Tuesday, 3 June 2025

Robert Falla in the Bay of Plenty and the Sladden Collection

 From Tauranga City Library’s archives

A monthly blog about interesting items in our collection

Originally published dd mm 2025 on the Tauranga Historical Society blog.

1930 portrait of Robert Alexander Falla (1901-1979) while assistant zoologist with the British, Australian and New Zealand Antarctic Research Expedition.

Robert Falla in 1930

Head-and-shoulders portrait of Robert Alexander Falla, assistant zoologist on Antarctic expedition aboard the Discovery; inscribed "With regards R.A.F. June 1930"  (Te Ao Mārama - Tauranga City Libraries Ms 33/5/52)

When Robert Falla retired in 1966 he had been Director of the Dominion Museum (now the Museum of New Zealand Te Papa Tongarewa) for nearly 20 years. He was born in Palmerston North. His father was a railway clerk. He matriculated from Auckland Grammar School in 1918, after winning a scholarship in 1915, and wanted to go to sea. Several attempts to get work on a ship were not successful. However, he managed by determination and hard work to turn his childhood exposure to ‘natural history’ from an interest – particularly in birds - into a successful and prolific career as a zoologist, which also got him on several lengthy sea voyages.

He worked his way into academic study by getting a Bachelor of Arts with a Senior Scholarship in education in 1924, working as a primary teacher, then becoming a lecturer in general science at the Training College. In 1927 he graduated as a Master of Arts with a thesis on the teaching of nature study and biology in New Zealand.

At the same time as this work and study he was doing scientific fieldwork and publishing the results. Falla established his reputation as an ornithologist with the 1924 publication of “Discovery of a breeding place of Buller’s Shearwater, Poor Knights Island, N.Z.” in Emu Vol. 24, No. 1 pp 37-43. This is among the at least 16 books and offprints (pamphlet versions of academic papers for distribution to collaborators and colleagues) he had written that Falla sent to Sladden “With the authors’ compliments” during the 1920s and 1930s, and now in the Library’s Sladden Collection.
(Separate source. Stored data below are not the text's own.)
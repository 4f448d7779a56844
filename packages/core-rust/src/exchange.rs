//! Message exchanges: the envelopes moving through the bus.
//!
//! An [`Exchange`] is owned by exactly one party at a time. It starts
//! `Active` and must reach a terminal status (`Done` or `Error`) exactly once;
//! the terminal transition helpers enforce that.

use std::collections::{BTreeMap, HashMap};
use std::fmt;

use bytes::Bytes;
use serde::{Deserialize, Serialize};

use crate::context::CallContext;
use crate::description::ExchangePattern;
use crate::error::{BusError, ErrorKind};
use crate::qname::QName;

/// Name of the request message slot.
pub const IN: &str = "in";
/// Name of the response message slot.
pub const OUT: &str = "out";

// ---------------------------------------------------------------------------
// Identifiers and discriminators
// ---------------------------------------------------------------------------

/// Opaque exchange identifier.
#[derive(Debug, Clone, PartialEq, Eq, Hash, PartialOrd, Ord, Serialize, Deserialize)]
pub struct ExchangeId(pub String);

impl ExchangeId {
    /// Generates a fresh random identifier.
    #[must_use]
    pub fn generate() -> Self {
        Self(uuid::Uuid::new_v4().to_string())
    }

    #[must_use]
    pub fn as_str(&self) -> &str {
        &self.0
    }
}

impl fmt::Display for ExchangeId {
    fn fmt(&self, f: &mut fmt::Formatter<'_>) -> fmt::Result {
        f.write_str(&self.0)
    }
}

/// The role this side plays in an exchange.
#[derive(Debug, Clone, Copy, PartialEq, Eq, Hash, Serialize, Deserialize)]
pub enum ExchangeRole {
    /// This side initiated the exchange.
    Consumer,
    /// This side is the target of the exchange.
    Provider,
}

impl ExchangeRole {
    /// The role the other side of the exchange plays.
    #[must_use]
    pub fn peer(self) -> Self {
        match self {
            Self::Consumer => Self::Provider,
            Self::Provider => Self::Consumer,
        }
    }
}

#[derive(Debug, Clone, Copy, PartialEq, Eq, Hash, Serialize, Deserialize)]
pub enum ExchangeStatus {
    Active,
    Done,
    Error,
}

impl ExchangeStatus {
    #[must_use]
    pub fn is_terminal(self) -> bool {
        !matches!(self, Self::Active)
    }
}

/// Service endpoint an exchange is addressed to.
#[derive(Debug, Clone, PartialEq, Eq, Hash, Serialize, Deserialize)]
pub struct EndpointRef {
    pub service: QName,
    pub endpoint: String,
}

impl EndpointRef {
    pub fn new(service: QName, endpoint: impl Into<String>) -> Self {
        Self {
            service,
            endpoint: endpoint.into(),
        }
    }
}

impl fmt::Display for EndpointRef {
    fn fmt(&self, f: &mut fmt::Formatter<'_>) -> fmt::Result {
        write!(f, "{}#{}", self.service, self.endpoint)
    }
}

// ---------------------------------------------------------------------------
// Content
// ---------------------------------------------------------------------------

/// Representation of a message payload.
#[derive(Debug, Clone, PartialEq)]
pub enum Content {
    /// Parsed document tree.
    Tree(serde_json::Value),
    /// Raw serialized bytes.
    Stream(Bytes),
    /// A representation the runtime cannot convert; the string names it.
    Unsupported(String),
}

impl Content {
    /// Converts a parsed tree to its serialized form.
    ///
    /// # Errors
    ///
    /// Returns `BusError::IllegalInput` if the tree cannot be serialized.
    pub fn tree_to_stream(tree: &serde_json::Value) -> Result<Bytes, BusError> {
        serde_json::to_vec(tree).map(Bytes::from).map_err(|e| {
            BusError::illegal_input("message tree cannot be serialized").with_source(e)
        })
    }

    /// Parses serialized bytes into a tree.
    ///
    /// # Errors
    ///
    /// Returns `BusError::IllegalInput` if the bytes are not a well-formed document.
    pub fn stream_to_tree(stream: &[u8]) -> Result<serde_json::Value, BusError> {
        serde_json::from_slice(stream)
            .map_err(|e| BusError::illegal_input("message stream is not well formed").with_source(e))
    }

    /// Normalizes the content to the `Stream` form.
    ///
    /// # Errors
    ///
    /// Returns `BusError::IllegalInput` for `Unsupported` content or an
    /// unserializable tree.
    pub fn into_stream(self) -> Result<Self, BusError> {
        match self {
            Self::Stream(_) => Ok(self),
            Self::Tree(tree) => Self::tree_to_stream(&tree).map(Self::Stream),
            Self::Unsupported(kind) => Err(BusError::illegal_input(format!(
                "unsupported message content representation `{kind}`"
            ))),
        }
    }

    /// Normalizes the content to the `Tree` form.
    ///
    /// # Errors
    ///
    /// Returns `BusError::IllegalInput` for `Unsupported` content or malformed bytes.
    pub fn into_tree(self) -> Result<Self, BusError> {
        match self {
            Self::Tree(_) => Ok(self),
            Self::Stream(bytes) => Self::stream_to_tree(&bytes).map(Self::Tree),
            Self::Unsupported(kind) => Err(BusError::illegal_input(format!(
                "unsupported message content representation `{kind}`"
            ))),
        }
    }
}

/// A message slot payload with its protocol headers.
#[derive(Debug, Clone, PartialEq)]
pub struct NormalizedMessage {
    pub content: Content,
    pub headers: BTreeMap<String, String>,
}

impl NormalizedMessage {
    #[must_use]
    pub fn new(content: Content) -> Self {
        Self {
            content,
            headers: BTreeMap::new(),
        }
    }

    #[must_use]
    pub fn header(&self, name: &str) -> Option<&str> {
        self.headers.get(name).map(String::as_str)
    }
}

/// A business fault returned by a provider.
#[derive(Debug, Clone, PartialEq)]
pub struct Fault {
    pub code: Option<String>,
    pub reason: Option<String>,
    pub content: Content,
}

impl Fault {
    pub fn new(code: impl Into<String>, content: Content) -> Self {
        Self {
            code: Some(code.into()),
            reason: None,
            content,
        }
    }

    #[must_use]
    pub fn with_reason(mut self, reason: impl Into<String>) -> Self {
        self.reason = Some(reason.into());
        self
    }
}

impl fmt::Display for Fault {
    fn fmt(&self, f: &mut fmt::Formatter<'_>) -> fmt::Result {
        f.write_str(self.code.as_deref().unwrap_or("fault"))?;
        if let Some(reason) = &self.reason {
            write!(f, " ({reason})")?;
        }
        Ok(())
    }
}

/// Transport-visible description of an error attached to an exchange.
#[derive(Debug, Clone, PartialEq, Eq)]
pub struct ExchangeFailure {
    pub kind: ErrorKind,
    pub message: String,
}

impl From<&BusError> for ExchangeFailure {
    fn from(err: &BusError) -> Self {
        Self {
            kind: err.kind(),
            message: err.to_string(),
        }
    }
}

impl fmt::Display for ExchangeFailure {
    fn fmt(&self, f: &mut fmt::Formatter<'_>) -> fmt::Result {
        write!(f, "[{}] {}", self.kind, self.message)
    }
}

// ---------------------------------------------------------------------------
// Exchange
// ---------------------------------------------------------------------------

/// A message envelope moving through the bus.
#[derive(Debug, Clone)]
pub struct Exchange {
    id: ExchangeId,
    role: ExchangeRole,
    status: ExchangeStatus,
    pattern: ExchangePattern,
    pub service: Option<QName>,
    pub operation: Option<QName>,
    pub endpoint: Option<EndpointRef>,
    pub action: Option<String>,
    messages: BTreeMap<String, NormalizedMessage>,
    fault: Option<Fault>,
    failure: Option<ExchangeFailure>,
    context: Option<CallContext>,
    pub properties: HashMap<String, String>,
}

impl Exchange {
    /// Creates an active exchange initiated by this side.
    #[must_use]
    pub fn new(pattern: ExchangePattern) -> Self {
        Self::with_id(ExchangeId::generate(), ExchangeRole::Consumer, pattern)
    }

    /// Creates an active exchange with an explicit identity and role.
    #[must_use]
    pub fn with_id(id: ExchangeId, role: ExchangeRole, pattern: ExchangePattern) -> Self {
        Self {
            id,
            role,
            status: ExchangeStatus::Active,
            pattern,
            service: None,
            operation: None,
            endpoint: None,
            action: None,
            messages: BTreeMap::new(),
            fault: None,
            failure: None,
            context: None,
            properties: HashMap::new(),
        }
    }

    #[must_use]
    pub fn id(&self) -> &ExchangeId {
        &self.id
    }

    #[must_use]
    pub fn role(&self) -> ExchangeRole {
        self.role
    }

    /// Changes the role this side plays. Used by transports when an exchange
    /// crosses to the peer.
    pub fn set_role(&mut self, role: ExchangeRole) {
        self.role = role;
    }

    #[must_use]
    pub fn status(&self) -> ExchangeStatus {
        self.status
    }

    #[must_use]
    pub fn pattern(&self) -> ExchangePattern {
        self.pattern
    }

    // ----- message slots -----

    #[must_use]
    pub fn message(&self, slot: &str) -> Option<&NormalizedMessage> {
        self.messages.get(slot)
    }

    pub fn message_mut(&mut self, slot: &str) -> Option<&mut NormalizedMessage> {
        self.messages.get_mut(slot)
    }

    pub fn set_message(&mut self, slot: impl Into<String>, message: NormalizedMessage) {
        self.messages.insert(slot.into(), message);
    }

    pub fn take_message(&mut self, slot: &str) -> Option<NormalizedMessage> {
        self.messages.remove(slot)
    }

    /// Mutable access to every message slot and the fault content.
    pub fn contents_mut(&mut self) -> impl Iterator<Item = &mut Content> + '_ {
        self.messages
            .values_mut()
            .map(|m| &mut m.content)
            .chain(self.fault.as_mut().map(|f| &mut f.content))
    }

    #[must_use]
    pub fn fault(&self) -> Option<&Fault> {
        self.fault.as_ref()
    }

    pub fn set_fault(&mut self, fault: Fault) {
        self.fault = Some(fault);
    }

    /// Drops any half-built reply: the out slot and the fault.
    pub fn clear_reply(&mut self) {
        self.messages.remove(OUT);
        self.fault = None;
    }

    #[must_use]
    pub fn failure(&self) -> Option<&ExchangeFailure> {
        self.failure.as_ref()
    }

    // ----- call context -----

    #[must_use]
    pub fn context(&self) -> Option<&CallContext> {
        self.context.as_ref()
    }

    pub fn context_mut(&mut self) -> Option<&mut CallContext> {
        self.context.as_mut()
    }

    /// Attaches a context unless one is already live.
    ///
    /// # Errors
    ///
    /// Returns `BusError::ProtocolViolation` if the exchange already carries a context.
    pub fn attach_context(&mut self, context: CallContext) -> Result<&mut CallContext, BusError> {
        if self.context.is_some() {
            return Err(BusError::protocol_violation(format!(
                "exchange {} already carries a call context",
                self.id
            )));
        }
        Ok(self.context.insert(context))
    }

    // ----- terminal transitions -----

    /// Marks the exchange `Done`.
    ///
    /// # Errors
    ///
    /// Returns `BusError::ProtocolViolation` if the exchange is already terminal.
    pub fn complete(&mut self) -> Result<(), BusError> {
        self.ensure_active()?;
        self.status = ExchangeStatus::Done;
        Ok(())
    }

    /// Marks the exchange `Error` with the given failure attached.
    ///
    /// # Errors
    ///
    /// Returns `BusError::ProtocolViolation` if the exchange is already terminal.
    pub fn fail(&mut self, failure: ExchangeFailure) -> Result<(), BusError> {
        self.ensure_active()?;
        self.failure = Some(failure);
        self.status = ExchangeStatus::Error;
        Ok(())
    }

    fn ensure_active(&self) -> Result<(), BusError> {
        if self.status.is_terminal() {
            return Err(BusError::protocol_violation(format!(
                "exchange {} already reached terminal status {:?}",
                self.id, self.status
            )));
        }
        Ok(())
    }
}

// ---------------------------------------------------------------------------
// Tests
// ---------------------------------------------------------------------------

#[cfg(test)]
mod tests {
    use super::*;

    #[test]
    fn terminal_status_is_reached_exactly_once() {
        let mut exchange = Exchange::new(ExchangePattern::InOut);
        exchange.complete().unwrap();
        assert_eq!(exchange.status(), ExchangeStatus::Done);

        let err = exchange
            .fail(ExchangeFailure {
                kind: ErrorKind::Infrastructure,
                message: "late".into(),
            })
            .unwrap_err();
        assert_eq!(err.kind(), ErrorKind::ProtocolViolation);
        assert_eq!(exchange.status(), ExchangeStatus::Done);
        assert!(exchange.failure().is_none());
    }

    #[test]
    fn only_one_context_can_be_attached() {
        let mut exchange = Exchange::new(ExchangePattern::InOnly);
        exchange.attach_context(CallContext::new("m", "c")).unwrap();
        let err = exchange
            .attach_context(CallContext::new("m2", "c2"))
            .unwrap_err();
        assert_eq!(err.kind(), ErrorKind::ProtocolViolation);
        assert_eq!(exchange.context().unwrap().message_id, "m");
    }

    #[test]
    fn clear_reply_drops_out_and_fault_only() {
        let mut exchange = Exchange::new(ExchangePattern::InOut);
        exchange.set_message(IN, NormalizedMessage::new(Content::Stream(Bytes::from_static(b"{}"))));
        exchange.set_message(OUT, NormalizedMessage::new(Content::Stream(Bytes::from_static(b"{}"))));
        exchange.set_fault(Fault::new("Server", Content::Unsupported("dom".into())));

        exchange.clear_reply();

        assert!(exchange.message(IN).is_some());
        assert!(exchange.message(OUT).is_none());
        assert!(exchange.fault().is_none());
    }

    #[test]
    fn content_conversions_between_tree_and_stream() {
        let tree = serde_json::json!({"order": {"id": 7}});
        let stream = Content::Tree(tree.clone()).into_stream().unwrap();
        let Content::Stream(bytes) = &stream else {
            panic!("expected stream content");
        };
        assert_eq!(Content::stream_to_tree(bytes).unwrap(), tree);
        assert_eq!(stream.into_tree().unwrap(), Content::Tree(tree));
    }

    #[test]
    fn unsupported_content_never_converts() {
        let err = Content::Unsupported("sax".into()).into_stream().unwrap_err();
        assert_eq!(err.kind(), ErrorKind::IllegalInput);
        let err = Content::Unsupported("sax".into()).into_tree().unwrap_err();
        assert_eq!(err.kind(), ErrorKind::IllegalInput);
    }

    #[test]
    fn malformed_stream_is_illegal_input() {
        let err = Content::Stream(Bytes::from_static(b"<not json"))
            .into_tree()
            .unwrap_err();
        assert_eq!(err.kind(), ErrorKind::IllegalInput);
    }

    #[test]
    fn peer_role_flips() {
        assert_eq!(ExchangeRole::Consumer.peer(), ExchangeRole::Provider);
        assert_eq!(ExchangeRole::Provider.peer(), ExchangeRole::Consumer);
    }
}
In 1928 Bernard Sladden was the lead author of an article written with Falla - “Alderman Islands: a general description, with notes on the flora and fauna”, published over two issues of the New Zealand Journal of Science and Technology (Vol. 9, No.’s 4-5, November 1927 (pp 193-205) and February 1928 (pp 282-290). Sladden had his copy bound with other offprints – including his own 1924 article about Karewa and 1926 article about Tūhua – reporting on the fauna, flora and geology of the islands of the Bay of Plenty.
 
 
 
This shows how integral amateur researchers like Sladden were in building the body of scientific knowledge of New Zealand’s natural history. He hadn’t just provided the boat to get to the Alderman Islands, he had been an active participant in the collection and formal publication of the data. Sladden could also by letter and sample keep the professionals informed of new discoveries and developments in the part of the country where he lived, expanding their geographic range.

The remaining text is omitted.